WORK REQUEST: Please find all lines containing "cinnamon" in the listing below and copy them.

### AVAILABLE RECORDS

use crate::{ParseResult, UnitType, parse, unit_named};

type Case = (&'static str, &'static [(f64, Option<&'static str>)], &'static str);

fn check(cases: &[Case]) {
    for (input, quantity, ingredient) in cases {
        let result = parse(input);
        assert_matches(input, &result, quantity, ingredient);
    }
}

fn assert_matches(input: &str, result: &ParseResult, quantity: &[(f64, Option<&str>)], ingredient: &str) {
    assert_eq!(result.ingredient, ingredient, "ingredient of {input:?} ({result:#?})");
    assert_eq!(result.quantity.len(), quantity.len(), "fragment count of {input:?} ({result:#?})");

    for (fragment, (amount, unit)) in result.quantity.iter().zip(quantity) {
        assert!((fragment.amount - amount).abs() < 1e-9, "amount of {input:?}: {} != {amount}", fragment.amount);
        assert_eq!(fragment.unit.as_deref(), *unit, "unit of {input:?}");
        let expected_type: Option<UnitType> = unit.and_then(unit_named).map(|u| u.category);
        assert_eq!(fragment.unit_type, expected_type, "unit type of {input:?}");
    }
}

#[test]
fn amounts() {
    check(&[
        ("1.0 cup flour", &[(1.0, Some("cup"))], "flour"),
        ("1.5 potatoes", &[(1.5, None)], "potatoes"),
        (".25 cups flour", &[(0.25, Some("cup"))], "flour"),
        (".5 potatoes", &[(0.5, None)], "potatoes"),
        ("12345 potatoes", &[(12345.0, None)], "potatoes"),
        ("1/2 potato", &[(0.5, None)], "potato"),
        ("1/2 cups flour", &[(0.5, Some("cup"))], "flour"),
        ("2/3 cup sugar", &[(0.667, Some("cup"))], "sugar"),
        ("1/16 teaspoon salt", &[(0.062, Some("teaspoon"))], "salt"),
        ("5/16 cup oats", &[(0.312, Some("cup"))], "oats"),
        ("1 1/16 cups flour", &[(1.062, Some("cup"))], "flour"),
        ("1⁄2 orange", &[(0.5, None)], "orange"),
        ("⅝ cup milk", &[(0.625, Some("cup"))], "milk"),
        ("1 1/2 potatoes", &[(1.5, None)], "potatoes"),
        ("1 1/2 cups flour", &[(1.5, Some("cup"))], "flour"),
        ("1 2/3 cups flour", &[(1.667, Some("cup"))], "flour"),
        ("1 2/3 cup(s) flour", &[(1.667, Some("cup"))], "flour"),
        ("1 2/3 C flour", &[(1.667, Some("cup"))], "flour"),
        ("1 2/3 C. flour", &[(1.667, Some("cup"))], "flour"),
        ("1-1/2 ounce vanilla ice cream", &[(1.5, Some("ounce"))], "vanilla ice cream"),
        ("1-½ ounce vanilla ice cream", &[(1.5, Some("ounce"))], "vanilla ice cream"),
        ("3-⅝ ounces, weight feta cheese, crumbled/diced", &[(3.625, Some("ounce"))], "weight feta cheese, crumbled/diced"),
        ("5 3/4 pinches potatoes", &[(5.75, Some("pinch"))], "potatoes"),
        ("one cup flour", &[(1.0, Some("cup"))], "flour"),
        ("a cup of flour", &[(1.0, Some("cup"))], "flour"),
    ]);
}

#[test]
fn unit_spellings() {
    check(&[
        ("12g potatoes", &[(12.0, Some("gram"))], "potatoes"),
        ("12 gram(s) potatoes", &[(12.0, Some("gram"))], "potatoes"),
        ("12gram(s) potatoes", &[(12.0, Some("gram"))], "potatoes"),
        ("12G. potatoes", &[(12.0, Some("gram"))], "potatoes"),
        ("12G potatoes", &[(12.0, Some("gram"))], "potatoes"),
        ("12oz tequila", &[(12.0, Some("ounce"))], "tequila"),
        ("6 tablespoons flour", &[(6.0, Some("tablespoon"))], "flour"),
        ("6 tablespoon(s) flour", &[(6.0, Some("tablespoon"))], "flour"),
        ("6 tbspns. flour", &[(6.0, Some("tablespoon"))], "flour"),
        ("6 Tbsp flour", &[(6.0, Some("tablespoon"))], "flour"),
        ("6 tbsp. flour", &[(6.0, Some("tablespoon"))], "flour"),
        ("6 TBS flour", &[(6.0, Some("tablespoon"))], "flour"),
        ("6 Tbs. flour", &[(6.0, Some("tablespoon"))], "flour"),
        ("6 teaspoons flour", &[(6.0, Some("teaspoon"))], "flour"),
        ("6 teasp. flour", &[(6.0, Some("teaspoon"))], "flour"),
        ("6 tsp flour", &[(6.0, Some("teaspoon"))], "flour"),
        ("6 t. flour", &[(6.0, Some("teaspoon"))], "flour"),
        ("6 t flour", &[(6.0, Some("teaspoon"))], "flour"),
        ("2 pound(s) potatoes", &[(2.0, Some("pound"))], "potatoes"),
        ("2 # potatoes", &[(2.0, Some("pound"))], "potatoes"),
        ("2 pound. potatoes", &[(2.0, Some("pound"))], "potatoes"),
        ("3 liter(s) hot vegetable stock", &[(3.0, Some("liter"))], "hot vegetable stock"),
        ("3 L. hot vegetable stock", &[(3.0, Some("liter"))], "hot vegetable stock"),
        ("3 pint. hot vegetable stock", &[(3.0, Some("pint"))], "hot vegetable stock"),
        ("3 quarts hot vegetable stock", &[(3.0, Some("quart"))], "hot vegetable stock"),
        ("20 gallons. bananas", &[(20.0, Some("gallon"))], "bananas"),
        ("20 gallon(s) bananas", &[(20.0, Some("gallon"))], "bananas"),
        ("30 cal", &[(30.0, Some("calorie"))], ""),
        ("2.5 kcal", &[(2.5, Some("calorie"))], ""),
        ("50 joule(s)", &[(50.0, Some("joule"))], ""),
        ("1 kJ", &[(1.0, Some("kilojoule"))], ""),
        ("3 kilojoule(s)", &[(3.0, Some("kilojoule"))], ""),
        ("5 mgs.", &[(5.0, Some("milligram"))], ""),
        ("5 g", &[(5.0, Some("gram"))], ""),
        ("1 fl oz rum", &[(1.0, Some("fluid_ounce"))], "rum"),
        ("2 fluid ounces cream", &[(2.0, Some("fluid_ounce"))], "cream"),
    ]);
}

#[test]
fn imprecise_units() {
    check(&[
        ("pinch salt", &[(1.0, Some("pinch"))], "salt"),
        ("stick cinnamon", &[(1.0, Some("stick"))], "cinnamon"),
        ("3 sticks cinnamon", &[(3.0, Some("stick"))], "cinnamon"),
        ("head lettuce", &[(1.0, Some("head"))], "lettuce"),
        ("4 heads lettuce", &[(4.0, Some("head"))], "lettuce"),
        ("punnet raspberries", &[(1.0, Some("punnet"))], "raspberries"),
        ("3 punnetts raspberries", &[(3.0, Some("punnet"))], "raspberries"),
        ("4 punnett raspberries", &[(4.0, Some("punnet"))], "raspberries"),
        ("dash of bitters", &[(1.0, Some("dash"))], "bitters"),
    ]);
}

#[test]
fn parenthesized_quantities() {
    check(&[
        ("12 (6-ounce) boneless skinless chicken breasts", &[(72.0, Some("ounce"))], "boneless skinless chicken breasts"),
        ("1 (28 ounce) can crushed tomatoes", &[(28.0, Some("ounce"))], "can crushed tomatoes"),
        ("2 (28 ounce) can crushed tomatoes", &[(56.0, Some("ounce"))], "can crushed tomatoes"),
        ("two (five ounce) can crushed tomatoes", &[(10.0, Some("ounce"))], "can crushed tomatoes"),
        ("4 (16 ounce) t-bone steaks, at room temperature", &[(64.0, Some("ounce"))], "t-bone steaks, at room temperature"),
        ("4lb (900g) potatoes", &[(4.0, Some("pound"))], "potatoes"),
        (
            "1 tablespoon (3 teaspoons) Sazon seasoning blend (recommended: Goya)",
            &[(1.0, Some("tablespoon"))],
            "Sazon seasoning blend (recommended: Goya)",
        ),
        ("6 (thinly sliced) bananas", &[(6.0, None)], "bananas"),
        ("6 (1/2 inch thick) slices Italian bread", &[(6.0, None)], "slices Italian bread"),
    ]);
}

#[test]
fn multipart_and_alternative_quantities() {
    check(&[
        ("2lb 4oz potatoes", &[(2.0, Some("pound")), (4.0, Some("ounce"))], "potatoes"),
        ("2lb 4oz (1kg) potatoes", &[(2.0, Some("pound")), (4.0, Some("ounce"))], "potatoes"),
        ("3 28 ounce cans of crushed tomatoes", &[(84.0, Some("ounce"))], "cans of crushed tomatoes"),
        ("one 28 ounce can crushed tomatoes", &[(28.0, Some("ounce"))], "can crushed tomatoes"),
        ("two five ounce can crushed tomatoes", &[(10.0, Some("ounce"))], "can crushed tomatoes"),
        ("1kg / 2lb 4oz potatoes", &[(1.0, Some("kilogram"))], "potatoes"),
        ("1 kilogram(s) / 2lb 4oz potatoes", &[(1.0, Some("kilogram"))], "potatoes"),
        ("1KG. / 2lb 4oz potatoes", &[(1.0, Some("kilogram"))], "potatoes"),
        ("1Kg / 2lb 4oz potatoes", &[(1.0, Some("kilogram"))], "potatoes"),
        ("750ml/1 pint 7fl oz hot vegetable stock", &[(750.0, Some("milliliter"))], "hot vegetable stock"),
        ("750 milliliter(s)/1 pint 7fl oz hot vegetable stock", &[(750.0, Some("milliliter"))], "hot vegetable stock"),
        ("750mls./1 pint 7fl oz hot vegetable stock", &[(750.0, Some("milliliter"))], "hot vegetable stock"),
    ]);
}

#[test]
fn ingredient_text() {
    check(&[
        ("apple", &[], "apple"),
        ("ground black pepper to taste", &[], "ground black pepper to taste"),
        ("1 egg", &[(1.0, None)], "egg"),
        ("2 eggs, beaten", &[(2.0, None)], "eggs, beaten"),
        ("1 clove garlic, minced", &[(1.0, None)], "clove garlic, minced"),
        ("1 garlic clove, sliced in 1/2", &[(1.0, None)], "garlic clove, sliced in 1/2"),
        ("2 cups of potatoes", &[(2.0, Some("cup"))], "potatoes"),
        ("16-ounce can of sliced pineapple", &[(16.0, Some("ounce"))], "can of sliced pineapple"),
        ("2 cups 1%-fat milk", &[(2.0, Some("cup"))], "1%-fat milk"),
        ("100% rye flour", &[], "100% rye flour"),
        ("", &[], ""),
        ("   ", &[], ""),
    ]);
}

######

PROBLEM SOLUTION:
        ("stick cinnamon", &[(1.0, Some("stick"))], "cinnamon"),
        ("3 sticks cinnamon", &[(3.0, Some("stick"))], "cinnamon"),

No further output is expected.